• WHAT YOU WILL DO: Only one stretch of the data below is wanted: the lines from the one with "given its buffs." through the one with "drop list changed.", repeated exactly.

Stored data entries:

■ ■ ■ ■ ■

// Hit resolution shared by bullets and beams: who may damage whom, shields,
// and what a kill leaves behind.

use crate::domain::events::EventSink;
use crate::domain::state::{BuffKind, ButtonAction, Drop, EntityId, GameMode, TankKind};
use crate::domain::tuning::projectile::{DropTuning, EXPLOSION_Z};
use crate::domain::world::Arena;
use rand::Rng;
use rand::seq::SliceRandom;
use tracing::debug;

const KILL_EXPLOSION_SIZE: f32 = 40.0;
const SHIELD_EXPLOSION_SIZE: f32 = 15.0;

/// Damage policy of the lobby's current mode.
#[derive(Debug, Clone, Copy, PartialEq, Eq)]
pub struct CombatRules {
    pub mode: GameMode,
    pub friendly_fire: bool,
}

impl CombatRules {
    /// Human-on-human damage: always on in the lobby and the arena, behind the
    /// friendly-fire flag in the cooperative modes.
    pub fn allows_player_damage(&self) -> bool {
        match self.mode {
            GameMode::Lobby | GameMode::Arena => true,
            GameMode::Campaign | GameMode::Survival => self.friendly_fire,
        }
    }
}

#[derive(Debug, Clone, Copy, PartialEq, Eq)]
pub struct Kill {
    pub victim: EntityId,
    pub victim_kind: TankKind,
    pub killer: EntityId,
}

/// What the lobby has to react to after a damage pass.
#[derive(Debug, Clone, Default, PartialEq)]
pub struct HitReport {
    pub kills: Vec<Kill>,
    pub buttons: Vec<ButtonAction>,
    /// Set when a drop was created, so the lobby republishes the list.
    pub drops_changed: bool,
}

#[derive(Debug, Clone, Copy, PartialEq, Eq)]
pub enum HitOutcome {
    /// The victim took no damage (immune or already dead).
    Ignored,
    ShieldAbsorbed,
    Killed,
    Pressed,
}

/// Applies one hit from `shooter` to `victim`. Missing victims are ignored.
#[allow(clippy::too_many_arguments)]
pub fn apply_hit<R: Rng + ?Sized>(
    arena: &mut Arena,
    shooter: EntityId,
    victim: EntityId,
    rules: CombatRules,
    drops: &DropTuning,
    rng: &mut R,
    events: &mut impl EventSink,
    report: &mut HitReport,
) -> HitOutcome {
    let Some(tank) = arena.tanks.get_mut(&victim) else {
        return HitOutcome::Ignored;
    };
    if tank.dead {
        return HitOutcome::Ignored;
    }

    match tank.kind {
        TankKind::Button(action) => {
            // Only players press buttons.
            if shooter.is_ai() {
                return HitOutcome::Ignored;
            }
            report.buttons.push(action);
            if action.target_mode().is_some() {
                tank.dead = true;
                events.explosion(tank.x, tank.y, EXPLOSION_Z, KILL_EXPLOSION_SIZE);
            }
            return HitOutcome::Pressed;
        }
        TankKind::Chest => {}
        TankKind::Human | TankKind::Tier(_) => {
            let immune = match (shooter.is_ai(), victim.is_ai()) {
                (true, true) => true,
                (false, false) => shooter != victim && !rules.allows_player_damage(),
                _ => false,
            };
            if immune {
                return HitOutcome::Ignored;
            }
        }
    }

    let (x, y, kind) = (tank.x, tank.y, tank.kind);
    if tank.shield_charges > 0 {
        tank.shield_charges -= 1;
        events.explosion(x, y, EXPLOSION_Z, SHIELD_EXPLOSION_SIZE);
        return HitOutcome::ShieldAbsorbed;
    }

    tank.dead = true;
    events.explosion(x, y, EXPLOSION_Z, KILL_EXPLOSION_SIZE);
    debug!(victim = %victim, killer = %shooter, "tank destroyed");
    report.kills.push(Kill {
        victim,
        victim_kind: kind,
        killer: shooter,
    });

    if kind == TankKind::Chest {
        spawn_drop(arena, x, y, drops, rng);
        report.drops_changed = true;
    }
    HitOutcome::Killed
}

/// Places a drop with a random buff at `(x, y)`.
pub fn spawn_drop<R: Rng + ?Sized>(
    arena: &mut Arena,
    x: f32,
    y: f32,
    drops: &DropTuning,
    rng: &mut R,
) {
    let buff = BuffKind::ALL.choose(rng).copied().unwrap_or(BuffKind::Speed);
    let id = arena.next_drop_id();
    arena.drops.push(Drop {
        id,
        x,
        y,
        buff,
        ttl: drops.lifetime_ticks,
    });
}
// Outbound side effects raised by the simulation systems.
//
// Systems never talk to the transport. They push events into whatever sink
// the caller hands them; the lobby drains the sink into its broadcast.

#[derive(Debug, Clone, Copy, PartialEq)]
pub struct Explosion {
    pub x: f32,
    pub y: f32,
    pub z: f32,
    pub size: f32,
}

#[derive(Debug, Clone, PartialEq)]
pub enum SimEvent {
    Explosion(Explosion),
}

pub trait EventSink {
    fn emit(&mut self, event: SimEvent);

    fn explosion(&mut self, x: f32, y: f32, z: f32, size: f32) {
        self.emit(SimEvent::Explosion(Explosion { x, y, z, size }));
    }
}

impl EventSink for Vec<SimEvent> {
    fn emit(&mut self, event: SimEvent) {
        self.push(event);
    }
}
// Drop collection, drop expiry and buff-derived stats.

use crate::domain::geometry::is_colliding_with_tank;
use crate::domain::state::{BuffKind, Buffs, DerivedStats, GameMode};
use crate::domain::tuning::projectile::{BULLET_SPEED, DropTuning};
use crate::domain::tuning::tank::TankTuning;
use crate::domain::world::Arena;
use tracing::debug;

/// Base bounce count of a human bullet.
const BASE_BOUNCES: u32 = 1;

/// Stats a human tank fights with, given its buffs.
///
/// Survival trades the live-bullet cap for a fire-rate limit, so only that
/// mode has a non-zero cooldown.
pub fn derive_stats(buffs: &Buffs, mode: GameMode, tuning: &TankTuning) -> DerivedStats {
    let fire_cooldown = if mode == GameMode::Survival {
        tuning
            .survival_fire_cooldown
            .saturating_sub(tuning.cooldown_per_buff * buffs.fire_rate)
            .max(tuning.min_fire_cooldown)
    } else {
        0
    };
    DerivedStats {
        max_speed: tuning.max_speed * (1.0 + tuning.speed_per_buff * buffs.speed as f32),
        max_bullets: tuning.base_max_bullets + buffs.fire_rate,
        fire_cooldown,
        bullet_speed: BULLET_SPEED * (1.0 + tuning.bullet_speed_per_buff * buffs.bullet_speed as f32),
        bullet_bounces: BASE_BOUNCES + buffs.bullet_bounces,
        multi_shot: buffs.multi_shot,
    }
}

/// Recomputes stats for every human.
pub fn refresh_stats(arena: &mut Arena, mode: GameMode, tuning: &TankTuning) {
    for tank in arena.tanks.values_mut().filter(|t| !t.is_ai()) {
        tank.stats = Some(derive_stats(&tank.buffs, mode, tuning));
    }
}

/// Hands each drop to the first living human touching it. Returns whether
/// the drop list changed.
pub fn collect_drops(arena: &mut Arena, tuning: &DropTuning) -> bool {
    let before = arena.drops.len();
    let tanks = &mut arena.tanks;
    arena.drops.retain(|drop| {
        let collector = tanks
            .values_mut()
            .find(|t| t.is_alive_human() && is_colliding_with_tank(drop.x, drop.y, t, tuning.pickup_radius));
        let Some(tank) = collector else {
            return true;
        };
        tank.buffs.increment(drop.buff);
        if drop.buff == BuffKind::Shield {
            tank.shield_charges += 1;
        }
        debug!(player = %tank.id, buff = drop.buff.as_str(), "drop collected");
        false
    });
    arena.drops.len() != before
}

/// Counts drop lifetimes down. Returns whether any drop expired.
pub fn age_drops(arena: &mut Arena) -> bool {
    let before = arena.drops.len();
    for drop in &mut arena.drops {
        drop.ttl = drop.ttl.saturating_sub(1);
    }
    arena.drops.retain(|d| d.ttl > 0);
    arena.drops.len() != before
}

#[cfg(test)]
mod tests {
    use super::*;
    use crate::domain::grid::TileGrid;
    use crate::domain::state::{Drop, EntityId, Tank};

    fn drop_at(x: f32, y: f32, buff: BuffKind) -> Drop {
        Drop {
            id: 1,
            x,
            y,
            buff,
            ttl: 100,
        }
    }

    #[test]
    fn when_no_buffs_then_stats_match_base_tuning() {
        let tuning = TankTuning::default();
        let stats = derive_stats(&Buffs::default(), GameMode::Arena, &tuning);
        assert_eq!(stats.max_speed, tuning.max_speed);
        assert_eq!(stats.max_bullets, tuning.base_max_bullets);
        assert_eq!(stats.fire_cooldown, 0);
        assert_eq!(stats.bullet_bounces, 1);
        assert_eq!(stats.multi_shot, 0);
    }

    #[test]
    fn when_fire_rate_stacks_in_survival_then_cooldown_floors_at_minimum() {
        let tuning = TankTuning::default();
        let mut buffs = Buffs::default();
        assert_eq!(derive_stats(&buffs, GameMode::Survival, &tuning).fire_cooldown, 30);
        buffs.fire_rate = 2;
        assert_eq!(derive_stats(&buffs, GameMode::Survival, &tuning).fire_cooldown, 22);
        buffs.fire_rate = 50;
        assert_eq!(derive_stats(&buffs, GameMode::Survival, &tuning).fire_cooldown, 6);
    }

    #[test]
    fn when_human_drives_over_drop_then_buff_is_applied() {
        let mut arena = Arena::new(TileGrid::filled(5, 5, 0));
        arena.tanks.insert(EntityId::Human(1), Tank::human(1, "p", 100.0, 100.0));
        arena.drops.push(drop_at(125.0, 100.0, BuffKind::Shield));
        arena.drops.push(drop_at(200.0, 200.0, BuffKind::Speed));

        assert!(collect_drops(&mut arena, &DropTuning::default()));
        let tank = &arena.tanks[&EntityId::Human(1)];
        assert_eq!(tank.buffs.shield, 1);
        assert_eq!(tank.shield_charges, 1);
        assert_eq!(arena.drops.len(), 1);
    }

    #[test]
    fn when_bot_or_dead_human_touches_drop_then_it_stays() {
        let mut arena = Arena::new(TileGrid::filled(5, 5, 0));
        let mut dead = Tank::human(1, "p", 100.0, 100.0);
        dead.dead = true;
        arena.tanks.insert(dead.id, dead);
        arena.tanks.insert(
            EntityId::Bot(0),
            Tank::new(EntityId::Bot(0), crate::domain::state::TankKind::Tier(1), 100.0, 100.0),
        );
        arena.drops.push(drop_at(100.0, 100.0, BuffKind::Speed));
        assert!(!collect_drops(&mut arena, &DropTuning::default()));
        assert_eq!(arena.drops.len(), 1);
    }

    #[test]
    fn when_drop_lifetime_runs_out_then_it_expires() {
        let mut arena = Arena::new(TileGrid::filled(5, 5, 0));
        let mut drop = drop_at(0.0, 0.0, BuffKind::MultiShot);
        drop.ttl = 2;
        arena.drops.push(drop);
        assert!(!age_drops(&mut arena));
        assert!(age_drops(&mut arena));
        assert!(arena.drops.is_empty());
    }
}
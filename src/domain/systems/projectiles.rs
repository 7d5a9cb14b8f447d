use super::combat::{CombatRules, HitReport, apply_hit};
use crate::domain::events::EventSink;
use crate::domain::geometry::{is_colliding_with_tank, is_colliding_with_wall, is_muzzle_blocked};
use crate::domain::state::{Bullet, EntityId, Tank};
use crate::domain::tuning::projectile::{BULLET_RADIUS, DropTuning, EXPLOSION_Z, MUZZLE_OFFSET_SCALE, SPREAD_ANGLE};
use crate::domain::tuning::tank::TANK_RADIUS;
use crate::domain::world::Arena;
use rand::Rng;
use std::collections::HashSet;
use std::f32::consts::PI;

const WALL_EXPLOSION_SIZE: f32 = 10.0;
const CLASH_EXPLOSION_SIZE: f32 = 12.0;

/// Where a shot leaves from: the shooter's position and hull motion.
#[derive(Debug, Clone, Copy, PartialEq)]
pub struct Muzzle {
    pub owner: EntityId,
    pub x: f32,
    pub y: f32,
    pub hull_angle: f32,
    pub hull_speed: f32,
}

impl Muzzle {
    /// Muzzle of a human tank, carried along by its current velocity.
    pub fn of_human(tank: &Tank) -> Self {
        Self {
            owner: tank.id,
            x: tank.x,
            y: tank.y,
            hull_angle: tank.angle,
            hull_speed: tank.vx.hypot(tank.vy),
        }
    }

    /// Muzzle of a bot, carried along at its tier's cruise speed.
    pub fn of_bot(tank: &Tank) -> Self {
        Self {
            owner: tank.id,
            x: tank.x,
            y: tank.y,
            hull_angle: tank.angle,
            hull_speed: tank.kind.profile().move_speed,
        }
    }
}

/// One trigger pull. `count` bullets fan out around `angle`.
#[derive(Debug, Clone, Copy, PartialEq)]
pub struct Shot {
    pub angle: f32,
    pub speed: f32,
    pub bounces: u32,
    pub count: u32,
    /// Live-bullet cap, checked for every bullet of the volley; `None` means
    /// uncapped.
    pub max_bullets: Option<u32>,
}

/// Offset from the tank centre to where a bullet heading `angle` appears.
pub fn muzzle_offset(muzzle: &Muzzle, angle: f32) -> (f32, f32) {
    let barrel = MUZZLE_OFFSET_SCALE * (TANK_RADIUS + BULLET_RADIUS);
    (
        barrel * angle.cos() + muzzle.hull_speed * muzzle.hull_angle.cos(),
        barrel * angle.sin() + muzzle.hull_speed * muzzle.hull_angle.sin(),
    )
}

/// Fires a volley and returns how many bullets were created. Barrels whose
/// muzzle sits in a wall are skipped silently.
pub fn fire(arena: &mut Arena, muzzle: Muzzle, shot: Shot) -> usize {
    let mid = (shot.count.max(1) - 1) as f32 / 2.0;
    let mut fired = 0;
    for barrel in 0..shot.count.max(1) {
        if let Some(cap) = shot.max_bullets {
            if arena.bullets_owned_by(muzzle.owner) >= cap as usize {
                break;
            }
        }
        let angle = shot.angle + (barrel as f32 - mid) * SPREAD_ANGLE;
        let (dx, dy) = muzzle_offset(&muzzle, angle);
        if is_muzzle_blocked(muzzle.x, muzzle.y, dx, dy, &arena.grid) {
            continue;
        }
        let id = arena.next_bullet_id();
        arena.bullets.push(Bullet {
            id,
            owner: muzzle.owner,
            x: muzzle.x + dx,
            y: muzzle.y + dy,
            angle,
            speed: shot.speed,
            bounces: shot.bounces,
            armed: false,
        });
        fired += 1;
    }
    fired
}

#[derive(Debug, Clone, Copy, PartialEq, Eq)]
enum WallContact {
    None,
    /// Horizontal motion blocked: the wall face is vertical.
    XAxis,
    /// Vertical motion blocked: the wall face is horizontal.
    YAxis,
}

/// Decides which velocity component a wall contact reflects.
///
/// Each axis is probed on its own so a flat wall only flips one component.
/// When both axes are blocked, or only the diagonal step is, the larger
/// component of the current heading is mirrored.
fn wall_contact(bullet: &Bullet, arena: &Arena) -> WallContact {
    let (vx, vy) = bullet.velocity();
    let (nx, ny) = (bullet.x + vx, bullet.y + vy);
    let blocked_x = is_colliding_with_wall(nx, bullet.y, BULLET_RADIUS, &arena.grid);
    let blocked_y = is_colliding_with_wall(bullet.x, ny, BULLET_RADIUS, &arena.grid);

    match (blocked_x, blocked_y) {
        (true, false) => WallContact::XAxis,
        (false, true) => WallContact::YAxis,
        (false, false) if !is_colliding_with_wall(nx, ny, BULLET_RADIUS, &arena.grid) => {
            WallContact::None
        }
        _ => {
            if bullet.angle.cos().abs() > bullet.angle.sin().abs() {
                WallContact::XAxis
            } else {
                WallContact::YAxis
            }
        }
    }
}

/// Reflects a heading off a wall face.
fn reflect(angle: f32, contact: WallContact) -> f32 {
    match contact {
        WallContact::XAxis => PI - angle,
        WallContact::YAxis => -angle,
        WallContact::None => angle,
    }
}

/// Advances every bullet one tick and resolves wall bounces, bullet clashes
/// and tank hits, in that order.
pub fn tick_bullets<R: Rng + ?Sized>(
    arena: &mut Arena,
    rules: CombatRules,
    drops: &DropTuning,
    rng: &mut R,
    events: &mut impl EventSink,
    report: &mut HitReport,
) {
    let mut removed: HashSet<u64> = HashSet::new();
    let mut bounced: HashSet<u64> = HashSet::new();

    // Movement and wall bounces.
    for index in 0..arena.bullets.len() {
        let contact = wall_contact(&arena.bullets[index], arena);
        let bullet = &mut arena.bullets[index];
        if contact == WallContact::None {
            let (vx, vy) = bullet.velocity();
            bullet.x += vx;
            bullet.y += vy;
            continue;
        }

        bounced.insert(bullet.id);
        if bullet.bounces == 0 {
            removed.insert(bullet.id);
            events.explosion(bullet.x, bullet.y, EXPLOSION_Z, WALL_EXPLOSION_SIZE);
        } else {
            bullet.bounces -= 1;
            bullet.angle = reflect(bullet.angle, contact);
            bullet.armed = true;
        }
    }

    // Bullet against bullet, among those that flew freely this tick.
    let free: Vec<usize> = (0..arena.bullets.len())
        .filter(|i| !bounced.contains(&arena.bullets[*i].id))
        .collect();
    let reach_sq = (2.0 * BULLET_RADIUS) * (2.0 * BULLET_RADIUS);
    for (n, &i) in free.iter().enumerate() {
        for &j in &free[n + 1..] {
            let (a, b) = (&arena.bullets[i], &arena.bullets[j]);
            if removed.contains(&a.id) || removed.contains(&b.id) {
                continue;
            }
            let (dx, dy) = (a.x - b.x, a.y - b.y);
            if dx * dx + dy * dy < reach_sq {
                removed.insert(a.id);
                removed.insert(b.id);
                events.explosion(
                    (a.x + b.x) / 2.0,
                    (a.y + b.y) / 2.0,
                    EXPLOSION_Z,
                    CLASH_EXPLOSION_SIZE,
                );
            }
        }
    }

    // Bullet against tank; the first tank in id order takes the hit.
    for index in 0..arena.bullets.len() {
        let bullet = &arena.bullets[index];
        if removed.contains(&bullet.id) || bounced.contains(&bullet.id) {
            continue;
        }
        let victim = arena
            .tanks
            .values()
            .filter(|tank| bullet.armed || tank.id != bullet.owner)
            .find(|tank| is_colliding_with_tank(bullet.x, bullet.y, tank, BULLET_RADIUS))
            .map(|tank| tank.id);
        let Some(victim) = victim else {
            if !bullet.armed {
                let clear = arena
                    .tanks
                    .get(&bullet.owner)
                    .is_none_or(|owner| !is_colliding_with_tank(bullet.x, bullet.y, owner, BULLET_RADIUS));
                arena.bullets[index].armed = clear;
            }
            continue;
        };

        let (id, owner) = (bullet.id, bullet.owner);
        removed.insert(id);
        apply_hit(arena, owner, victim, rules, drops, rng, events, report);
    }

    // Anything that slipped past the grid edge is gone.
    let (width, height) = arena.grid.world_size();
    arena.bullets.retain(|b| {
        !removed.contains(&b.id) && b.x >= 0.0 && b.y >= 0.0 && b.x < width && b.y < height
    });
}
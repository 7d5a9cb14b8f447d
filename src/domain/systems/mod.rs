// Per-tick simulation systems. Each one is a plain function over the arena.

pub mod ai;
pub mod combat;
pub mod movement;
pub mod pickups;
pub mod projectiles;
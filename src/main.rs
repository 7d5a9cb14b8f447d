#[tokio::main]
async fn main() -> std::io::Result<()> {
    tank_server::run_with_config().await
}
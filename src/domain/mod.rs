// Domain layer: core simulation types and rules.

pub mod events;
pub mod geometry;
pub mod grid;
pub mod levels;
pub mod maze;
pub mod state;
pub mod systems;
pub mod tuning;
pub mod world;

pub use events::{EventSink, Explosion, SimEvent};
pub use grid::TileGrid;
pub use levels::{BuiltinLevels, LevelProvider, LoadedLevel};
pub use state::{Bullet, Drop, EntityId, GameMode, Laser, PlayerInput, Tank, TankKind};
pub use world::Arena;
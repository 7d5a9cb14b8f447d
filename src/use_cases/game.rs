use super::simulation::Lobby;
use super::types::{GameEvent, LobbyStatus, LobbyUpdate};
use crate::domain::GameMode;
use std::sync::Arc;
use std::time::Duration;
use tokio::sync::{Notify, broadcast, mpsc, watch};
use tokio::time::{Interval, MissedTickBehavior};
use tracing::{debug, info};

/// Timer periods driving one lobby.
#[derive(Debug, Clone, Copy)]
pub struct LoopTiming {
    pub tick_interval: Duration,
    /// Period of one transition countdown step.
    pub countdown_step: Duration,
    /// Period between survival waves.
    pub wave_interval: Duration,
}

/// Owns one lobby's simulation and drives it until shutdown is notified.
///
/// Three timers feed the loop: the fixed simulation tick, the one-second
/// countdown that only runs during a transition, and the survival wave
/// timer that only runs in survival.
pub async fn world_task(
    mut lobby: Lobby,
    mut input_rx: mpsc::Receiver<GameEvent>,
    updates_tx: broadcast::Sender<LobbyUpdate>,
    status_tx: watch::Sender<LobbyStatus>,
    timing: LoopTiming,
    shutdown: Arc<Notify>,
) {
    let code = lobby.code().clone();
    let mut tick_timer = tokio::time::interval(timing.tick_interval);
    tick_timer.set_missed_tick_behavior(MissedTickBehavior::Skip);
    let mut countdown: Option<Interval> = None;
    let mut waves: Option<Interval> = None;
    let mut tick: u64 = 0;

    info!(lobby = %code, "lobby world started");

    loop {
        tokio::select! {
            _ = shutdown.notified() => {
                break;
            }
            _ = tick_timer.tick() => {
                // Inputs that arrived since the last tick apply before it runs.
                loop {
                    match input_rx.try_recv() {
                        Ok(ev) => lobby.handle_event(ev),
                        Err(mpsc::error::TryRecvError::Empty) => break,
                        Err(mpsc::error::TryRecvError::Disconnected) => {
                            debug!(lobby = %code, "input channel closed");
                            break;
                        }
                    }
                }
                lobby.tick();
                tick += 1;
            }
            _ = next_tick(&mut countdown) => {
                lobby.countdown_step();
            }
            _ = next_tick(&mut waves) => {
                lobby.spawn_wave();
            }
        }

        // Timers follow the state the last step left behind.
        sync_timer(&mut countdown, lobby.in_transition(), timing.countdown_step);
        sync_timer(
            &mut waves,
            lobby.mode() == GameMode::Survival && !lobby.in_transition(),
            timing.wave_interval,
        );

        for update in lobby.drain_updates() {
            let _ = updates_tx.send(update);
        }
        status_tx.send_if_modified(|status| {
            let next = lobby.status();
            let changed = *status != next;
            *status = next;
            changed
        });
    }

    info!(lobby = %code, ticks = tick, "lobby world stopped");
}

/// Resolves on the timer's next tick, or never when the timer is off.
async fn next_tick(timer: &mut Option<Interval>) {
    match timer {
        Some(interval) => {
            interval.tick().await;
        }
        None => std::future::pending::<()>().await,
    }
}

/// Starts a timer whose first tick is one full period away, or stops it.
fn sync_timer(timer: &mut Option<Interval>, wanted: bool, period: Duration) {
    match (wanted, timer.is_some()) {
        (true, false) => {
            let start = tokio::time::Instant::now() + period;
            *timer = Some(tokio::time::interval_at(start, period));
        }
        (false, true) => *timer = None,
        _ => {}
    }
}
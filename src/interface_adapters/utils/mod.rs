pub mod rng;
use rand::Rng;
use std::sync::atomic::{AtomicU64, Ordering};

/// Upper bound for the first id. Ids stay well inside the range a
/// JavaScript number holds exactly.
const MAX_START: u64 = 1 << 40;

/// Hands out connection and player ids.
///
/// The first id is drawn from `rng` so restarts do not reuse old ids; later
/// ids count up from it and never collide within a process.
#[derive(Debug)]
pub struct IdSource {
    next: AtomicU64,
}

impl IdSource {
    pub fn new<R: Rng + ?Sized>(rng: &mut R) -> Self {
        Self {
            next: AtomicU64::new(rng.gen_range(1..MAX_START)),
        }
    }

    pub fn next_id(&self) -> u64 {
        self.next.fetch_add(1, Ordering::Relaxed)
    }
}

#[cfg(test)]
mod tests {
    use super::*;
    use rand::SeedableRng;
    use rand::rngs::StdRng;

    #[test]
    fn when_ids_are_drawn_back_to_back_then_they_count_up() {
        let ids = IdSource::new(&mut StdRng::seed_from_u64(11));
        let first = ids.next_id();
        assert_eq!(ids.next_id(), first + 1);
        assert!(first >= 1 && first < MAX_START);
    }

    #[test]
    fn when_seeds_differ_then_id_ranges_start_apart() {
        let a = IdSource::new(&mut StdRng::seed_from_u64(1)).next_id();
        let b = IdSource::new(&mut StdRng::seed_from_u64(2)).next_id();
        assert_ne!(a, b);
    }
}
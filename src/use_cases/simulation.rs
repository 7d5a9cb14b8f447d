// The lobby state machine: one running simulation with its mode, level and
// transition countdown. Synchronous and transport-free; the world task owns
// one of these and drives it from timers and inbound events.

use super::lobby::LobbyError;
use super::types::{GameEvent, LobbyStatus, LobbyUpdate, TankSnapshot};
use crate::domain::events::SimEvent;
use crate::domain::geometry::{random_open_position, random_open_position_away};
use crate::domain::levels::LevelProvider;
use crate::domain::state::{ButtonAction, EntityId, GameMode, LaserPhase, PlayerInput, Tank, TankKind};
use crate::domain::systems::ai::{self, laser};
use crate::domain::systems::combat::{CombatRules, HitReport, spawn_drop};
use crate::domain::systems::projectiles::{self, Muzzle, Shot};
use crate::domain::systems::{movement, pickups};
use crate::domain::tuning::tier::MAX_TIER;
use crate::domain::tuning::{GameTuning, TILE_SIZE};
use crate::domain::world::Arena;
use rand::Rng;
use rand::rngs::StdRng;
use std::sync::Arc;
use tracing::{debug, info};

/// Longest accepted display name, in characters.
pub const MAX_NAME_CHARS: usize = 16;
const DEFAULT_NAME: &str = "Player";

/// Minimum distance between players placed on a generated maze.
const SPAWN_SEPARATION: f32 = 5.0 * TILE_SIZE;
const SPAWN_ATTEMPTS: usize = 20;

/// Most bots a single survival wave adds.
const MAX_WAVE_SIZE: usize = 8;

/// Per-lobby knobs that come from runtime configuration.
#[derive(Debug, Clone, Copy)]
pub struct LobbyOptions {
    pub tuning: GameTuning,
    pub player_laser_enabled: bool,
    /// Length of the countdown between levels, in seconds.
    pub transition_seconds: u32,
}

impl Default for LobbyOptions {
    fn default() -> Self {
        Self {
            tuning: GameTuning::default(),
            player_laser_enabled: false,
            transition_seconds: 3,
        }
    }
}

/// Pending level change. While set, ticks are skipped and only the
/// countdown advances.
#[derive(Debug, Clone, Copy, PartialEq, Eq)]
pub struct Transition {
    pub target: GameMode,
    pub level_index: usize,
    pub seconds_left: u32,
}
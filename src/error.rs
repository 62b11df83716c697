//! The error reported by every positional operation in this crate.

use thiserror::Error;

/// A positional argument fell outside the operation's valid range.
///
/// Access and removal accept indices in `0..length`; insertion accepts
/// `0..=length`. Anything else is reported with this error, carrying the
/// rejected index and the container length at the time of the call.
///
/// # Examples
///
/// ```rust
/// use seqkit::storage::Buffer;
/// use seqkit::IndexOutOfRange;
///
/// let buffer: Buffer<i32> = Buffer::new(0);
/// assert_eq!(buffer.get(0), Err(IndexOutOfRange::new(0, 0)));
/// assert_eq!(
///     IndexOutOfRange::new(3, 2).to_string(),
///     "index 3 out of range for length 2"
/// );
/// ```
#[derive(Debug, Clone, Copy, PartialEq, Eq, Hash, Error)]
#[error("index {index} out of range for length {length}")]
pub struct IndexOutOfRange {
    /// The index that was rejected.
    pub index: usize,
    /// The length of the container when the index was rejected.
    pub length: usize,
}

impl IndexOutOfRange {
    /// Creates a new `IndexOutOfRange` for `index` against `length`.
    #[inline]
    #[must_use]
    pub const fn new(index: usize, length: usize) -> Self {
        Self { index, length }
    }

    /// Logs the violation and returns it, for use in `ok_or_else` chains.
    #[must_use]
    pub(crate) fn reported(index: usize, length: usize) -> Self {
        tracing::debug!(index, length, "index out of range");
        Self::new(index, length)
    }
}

■ ■ ■ ■ ■

• EXERCISE RESULT:
/// Stats a human tank fights with, given its buffs.
///
/// Survival trades the live-bullet cap for a fire-rate limit, so only that
/// mode has a non-zero cooldown.
pub fn derive_stats(buffs: &Buffs, mode: GameMode, tuning: &TankTuning) -> DerivedStats {
    let fire_cooldown = if mode == GameMode::Survival {
        tuning
            .survival_fire_cooldown
            .saturating_sub(tuning.cooldown_per_buff * buffs.fire_rate)
            .max(tuning.min_fire_cooldown)
    } else {
        0
    };
    DerivedStats {
        max_speed: tuning.max_speed * (1.0 + tuning.speed_per_buff * buffs.speed as f32),
        max_bullets: tuning.base_max_bullets + buffs.fire_rate,
        fire_cooldown,
        bullet_speed: BULLET_SPEED * (1.0 + tuning.bullet_speed_per_buff * buffs.bullet_speed as f32),
        bullet_bounces: BASE_BOUNCES + buffs.bullet_bounces,
        multi_shot: buffs.multi_shot,
    }
}

/// Recomputes stats for every human.
pub fn refresh_stats(arena: &mut Arena, mode: GameMode, tuning: &TankTuning) {
    for tank in arena.tanks.values_mut().filter(|t| !t.is_ai()) {
        tank.stats = Some(derive_stats(&tank.buffs, mode, tuning));
    }
}

/// Hands each drop to the first living human touching it. Returns whether
/// the drop list changed.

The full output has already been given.